About this task
Lines with "authorize" in the entries below: count them and reply with the number alone.

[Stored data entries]
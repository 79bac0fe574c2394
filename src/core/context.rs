//! Action context
//!
//! Context carried on every query and changeset. The shared map is visible
//! to user code; the private section holds the resolved actor, authorization
//! flag, tenant, and tracer so downstream stages of one call chain see a
//! consistent view.

use std::collections::BTreeMap;
use std::sync::Arc;

use serde::{Deserialize, Serialize};

use crate::core::options::Setting;
use crate::core::value::Value;
use crate::observability::Tracer;

/// The identity performing an action
#[derive(Debug, Clone, PartialEq, Serialize, Deserialize)]
pub struct Actor {
    /// Stable identifier for the actor
    pub id: Value,
    /// Additional claims attached to the identity
    #[serde(default)]
    pub claims: BTreeMap<String, Value>,
}

impl Actor {
    /// Create an actor with the given identifier
    pub fn new(id: impl Into<Value>) -> Self {
        Self {
            id: id.into(),
            claims: BTreeMap::new(),
        }
    }

    /// Attach a claim
    pub fn with_claim(mut self, key: impl Into<String>, value: impl Into<Value>) -> Self {
        self.claims.insert(key.into(), value.into());
        self
    }
}

/// Context carried by a subject through the pipeline
#[derive(Debug, Clone, Default)]
pub struct ActionContext {
    /// Context visible to user code
    pub shared: BTreeMap<String, Value>,
    /// Pipeline-owned section; keys are only ever added, never removed
    pub private: PrivateContext,
}

impl ActionContext {
    /// Merge a context override in, replacing values per key
    pub fn merge_shared(&mut self, overrides: BTreeMap<String, Value>) {
        for (key, value) in overrides {
            self.shared.insert(key, value);
        }
    }

    /// Merge defaults in without overriding existing keys
    pub fn merge_shared_defaults(&mut self, defaults: BTreeMap<String, Value>) {
        for (key, value) in defaults {
            self.shared.entry(key).or_insert(value);
        }
    }
}

/// Pipeline-owned context slots.
///
/// Slots keep presence semantics: an explicitly null actor recorded here is
/// different from one that was never resolved.
#[derive(Debug, Clone, Default)]
pub struct PrivateContext {
    /// Resolved actor
    pub actor: Setting<Actor>,
    /// Resolved authorization flag
    pub authorize: Setting<bool>,
    /// Resolved tenant
    pub tenant: Setting<Value>,
    /// Resolved tracer
    pub tracer: Setting<Arc<dyn Tracer>>,
}

impl PrivateContext {
    /// Record the finalized actor; an unset slot leaves history intact
    pub(crate) fn record_actor(&mut self, actor: &Setting<Actor>) {
        if actor.is_present() {
            self.actor = actor.clone();
        }
    }

    /// Record the finalized authorization flag
    pub(crate) fn record_authorize(&mut self, authorize: &Setting<bool>) {
        if authorize.is_present() {
            self.authorize = authorize.clone();
        }
    }
}

#[cfg(test)]
mod tests {
    use super::*;

    #[test]
    fn test_merge_shared_overrides_per_key() {
        let mut ctx = ActionContext::default();
        ctx.shared.insert("locale".into(), Value::from("en"));
        ctx.shared.insert("theme".into(), Value::from("dark"));

        let mut overrides = BTreeMap::new();
        overrides.insert("locale".into(), Value::from("fr"));
        ctx.merge_shared(overrides);

        assert_eq!(ctx.shared["locale"], Value::from("fr"));
        assert_eq!(ctx.shared["theme"], Value::from("dark"));
    }

    #[test]
    fn test_merge_shared_defaults_fills_gaps_only() {
        let mut ctx = ActionContext::default();
        ctx.shared.insert("locale".into(), Value::from("en"));

        let mut defaults = BTreeMap::new();
        defaults.insert("locale".into(), Value::from("fr"));
        defaults.insert("region".into(), Value::from("eu"));
        ctx.merge_shared_defaults(defaults);

        assert_eq!(ctx.shared["locale"], Value::from("en"));
        assert_eq!(ctx.shared["region"], Value::from("eu"));
    }

    #[test]
    fn test_record_actor_never_clears() {
        let mut private = PrivateContext::default();
        private.record_actor(&Setting::Set(Actor::new("u1")));
        assert!(private.actor.value().is_some());

        private.record_actor(&Setting::Unset);
        assert!(private.actor.value().is_some());

        private.record_actor(&Setting::Null);
        assert_eq!(private.actor, Setting::Null);
    }
}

Answer space
4